Extract from Staying On by Paul Scott, copyright © 1977 Paul Scott, published by William Heinemann. Reproduced by permission of David Higham Associates on behalf of the author.
Drawing of mulberry leaf by Nicole Heidaripour.
The child’s name is Mélodie.
Long ago, before Mélodie was born, her pretty mother had had a stab at composing music.
Mélodie is ten years old and she’s trying to eat a sandwich. She prises apart the two halves of the sandwich and stares at the wet, pink ham inside, and at the repulsive grey-green shimmer on its surface. All around her, in the dry grass and in the parched trees, crickets and grasshoppers are making that sound they make, not with their voices (Mélodie has been told that they have no voices) but with their bodies, letting one part vibrate against another part. In this place, thinks Mélodie, everything is alive and fluttering and going from one place to another place, and she dreads to see one of these insects arrive suddenly on her sandwich or on her leg or start to tangle its limbs in her hair.
Mélodie’s hair is dark and soft. As she looks at the slimy ham, she can feel sweat beginning to seep out of her head. Sweat, she thinks, is a cold hand that tries to caress you. Sweat is something strange inside you trying to creep from one place to another place . . .
Mélodie puts the sandwich down in the dusty grass. In moments, she knows, ants will arrive and swarm round it and try to carry it away. Where she used to live, in Paris, there were no ants, but here, where her new home is, there are more ants than you could ever count. They come out of the earth and go down into it again. If you dug down, you would find them: a solid mass of them, black and red. Your spade would crunch right through them. You might not even have to dig very deep.
Mélodie lifts her head and gazes at the leaves on the oak tree above her.
These leaves are yellowing, as though it were already autumn. The wind called the mistral keeps blowing through the tree and the sun keeps moving and piercing the shade and nothing in this place ever ends or is still.
‘Mélodie,’ says a voice. ‘Are you all right? Don’t you want your sandwich?’
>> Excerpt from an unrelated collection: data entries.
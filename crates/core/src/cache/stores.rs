//! Named store operations.
//!
//! A store is a namespace of request→response entries inside the cache
//! database. Stores are opened by name, and the only way an entry leaves
//! a store is an overwrite under the same key or deletion of the whole store.

use std::collections::BTreeSet;

use super::connection::CacheDb;
use super::hash::CacheKey;
use crate::{Error, Snapshot};
use tokio_rusqlite::params;
use tokio_rusqlite::rusqlite;

/// Handle to one named store.
///
/// Cheap to clone; all clones talk to the same database connection.
#[derive(Clone, Debug)]
pub struct CacheStore {
    db: CacheDb,
    name: String,
}

/// A stored entry with its bookkeeping columns.
#[derive(Debug, Clone)]
pub struct StoredEntry {
    pub method: String,
    pub url: String,
    pub status: u16,
    pub headers: Vec<(String, String)>,
    pub body: Vec<u8>,
    pub stored_at: String,
}

impl StoredEntry {
    pub fn into_snapshot(self) -> Snapshot {
        Snapshot::new(self.status, self.headers, self.body)
    }
}

impl CacheDb {
    /// Open a store by name, creating it if absent.
    ///
    /// Opening an existing store is a no-op, so repeated opens never
    /// produce a second store.
    pub async fn open_store(&self, name: &str) -> Result<CacheStore, Error> {
        let store_name = name.to_string();
        let created_at = chrono::Utc::now().to_rfc3339();
        self.conn
            .call(move |conn| -> Result<(), Error> {
                conn.execute(
                    "INSERT OR IGNORE INTO stores (name, created_at) VALUES (?1, ?2)",
                    params![store_name, created_at],
                )?;
                Ok(())
            })
            .await
            .map_err(Error::from)?;

        Ok(self.store(name))
    }

    /// Handle to a store by name without creating it.
    ///
    /// Reads against a store that does not exist see it empty and writes
    /// fail with [`Error::StoreClosed`], so inspecting through this handle
    /// never brings a deleted store back.
    pub fn store(&self, name: &str) -> CacheStore {
        CacheStore { db: self.clone(), name: name.to_string() }
    }

    /// Delete a store and every entry in it.
    ///
    /// Returns whether a store with that name existed.
    pub async fn delete_store(&self, name: &str) -> Result<bool, Error> {
        let name = name.to_string();
        self.conn
            .call(move |conn| -> Result<bool, Error> {
                let deleted = conn.execute("DELETE FROM stores WHERE name = ?1", params![name])?;
                Ok(deleted > 0)
            })
            .await
            .map_err(Error::from)
    }

    /// Names of all stores currently present.
    pub async fn list_store_names(&self) -> Result<BTreeSet<String>, Error> {
        self.conn
            .call(|conn| -> Result<BTreeSet<String>, Error> {
                let mut stmt = conn.prepare("SELECT name FROM stores")?;
                let names = stmt
                    .query_map([], |row| row.get::<_, String>(0))?
                    .collect::<Result<BTreeSet<_>, _>>()?;
                Ok(names)
            })
            .await
            .map_err(Error::from)
    }

    /// Whether a store with this name exists.
    pub async fn has_store(&self, name: &str) -> Result<bool, Error> {
        let name = name.to_string();
        self.conn
            .call(move |conn| -> Result<bool, Error> {
                let exists: bool = conn.query_row(
                    "SELECT EXISTS(SELECT 1 FROM stores WHERE name = ?1)",
                    params![name],
                    |row| row.get(0),
                )?;
                Ok(exists)
            })
            .await
            .map_err(Error::from)
    }
}

impl CacheStore {
    pub fn name(&self) -> &str {
        &self.name
    }

    /// Look up the response stored for `key`.
    ///
    /// A miss is `Ok(None)`, never an error.
    pub async fn get(&self, key: &CacheKey) -> Result<Option<Snapshot>, Error> {
        Ok(self.entry(key).await?.map(StoredEntry::into_snapshot))
    }

    /// Look up the full stored entry for `key`.
    pub async fn entry(&self, key: &CacheKey) -> Result<Option<StoredEntry>, Error> {
        let store_name = self.name.clone();
        let key_hash = key.hash();
        self.db
            .conn
            .call(move |conn| -> Result<Option<StoredEntry>, Error> {
                let mut stmt = conn.prepare(
                    "SELECT method, url, status, headers_json, body, stored_at
                     FROM entries WHERE store_name = ?1 AND key_hash = ?2",
                )?;

                let result = stmt.query_row(params![store_name, key_hash], |row| {
                    Ok(StoredEntry {
                        method: row.get(0)?,
                        url: row.get(1)?,
                        status: row.get(2)?,
                        headers: Snapshot::headers_from_json(&row.get::<_, String>(3)?),
                        body: row.get(4)?,
                        stored_at: row.get(5)?,
                    })
                });

                match result {
                    Ok(entry) => Ok(Some(entry)),
                    Err(rusqlite::Error::QueryReturnedNoRows) => Ok(None),
                    Err(e) => Err(e.into()),
                }
            })
            .await
            .map_err(Error::from)
    }

    /// Store a response under `key`, replacing any previous entry.
    ///
    /// The caller keeps `response`; the store writes its own copy.
    /// Fails with [`Error::StoreClosed`] if the store has been deleted
    /// since it was opened.
    pub async fn put(&self, key: &CacheKey, response: &Snapshot) -> Result<(), Error> {
        let copy = response.duplicate();
        let store_name = self.name.clone();
        let key_hash = key.hash();
        let method = key.method().to_string();
        let url = key.url().to_string();
        let stored_at = chrono::Utc::now().to_rfc3339();

        self.db
            .conn
            .call(move |conn| -> Result<(), Error> {
                let open: bool = conn.query_row(
                    "SELECT EXISTS(SELECT 1 FROM stores WHERE name = ?1)",
                    params![store_name],
                    |row| row.get(0),
                )?;
                if !open {
                    return Err(Error::StoreClosed(store_name));
                }

                conn.execute(
                    "INSERT INTO entries (store_name, key_hash, method, url, status, headers_json, body, stored_at)
                     VALUES (?1, ?2, ?3, ?4, ?5, ?6, ?7, ?8)
                     ON CONFLICT(store_name, key_hash) DO UPDATE SET
                        method = excluded.method,
                        url = excluded.url,
                        status = excluded.status,
                        headers_json = excluded.headers_json,
                        body = excluded.body,
                        stored_at = excluded.stored_at",
                    params![
                        store_name,
                        key_hash,
                        method,
                        url,
                        copy.status,
                        copy.headers_json(),
                        &copy.body[..],
                        stored_at,
                    ],
                )?;
                Ok(())
            })
            .await
            .map_err(Error::from)?;

        tracing::debug!(store = %self.name, url = %key.url(), "stored response");
        Ok(())
    }

    /// URLs of every entry in this store, sorted.
    pub async fn keys(&self) -> Result<Vec<String>, Error> {
        let store_name = self.name.clone();
        self.db
            .conn
            .call(move |conn| -> Result<Vec<String>, Error> {
                let mut stmt = conn.prepare("SELECT url FROM entries WHERE store_name = ?1 ORDER BY url")?;
                let urls = stmt
                    .query_map(params![store_name], |row| row.get::<_, String>(0))?
                    .collect::<Result<Vec<_>, _>>()?;
                Ok(urls)
            })
            .await
            .map_err(Error::from)
    }

    /// Number of entries in this store.
    pub async fn len(&self) -> Result<u64, Error> {
        let store_name = self.name.clone();
        self.db
            .conn
            .call(move |conn| -> Result<u64, Error> {
                let count: i64 =
                    conn.query_row("SELECT COUNT(*) FROM entries WHERE store_name = ?1", params![store_name], |row| {
                        row.get(0)
                    })?;
                Ok(count as u64)
            })
            .await
            .map_err(Error::from)
    }
}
Mélodie turns to her teacher, Mademoiselle Jeanne Viala, who sits on a rug on the grass a few paces away, with some of the younger children hunched up near to her, all obediently chewing their baguettes.
‘I’m not hungry,’ says Mélodie.
‘We’ve had a long morning,’ says Mademoiselle Viala. ‘Try to eat a few mouthfuls.’
Mélodie shakes her head. Sometimes, it’s difficult to speak. Sometimes, you’re like an insect with no voice, which just has to make a movement with some part of its anatomy. And everywhere around you the mistral keeps blowing and autumn leaves keep falling, even though it’s a midsummer day.
‘Come and sit here,’ says Mademoiselle Viala. ‘We’ll all have a drink of water.’
The teacher tells one of the boys, Jo-Jo, (one of those who tease and bully Mélodie and imitate her posh Parisian accent) to pass her the picnic bag. Mélodie gets up and moves away from the sandwich lying in the grass and Mademoiselle Viala holds out her hand and Mélodie sits down there, near the teacher whom she quite likes, but who betrayed her this morning . . . yes she did . . . by making her look at things she didn’t want to see . . .
Mademoiselle Viala wears a white linen blouse and blue jeans and white canvas shoes.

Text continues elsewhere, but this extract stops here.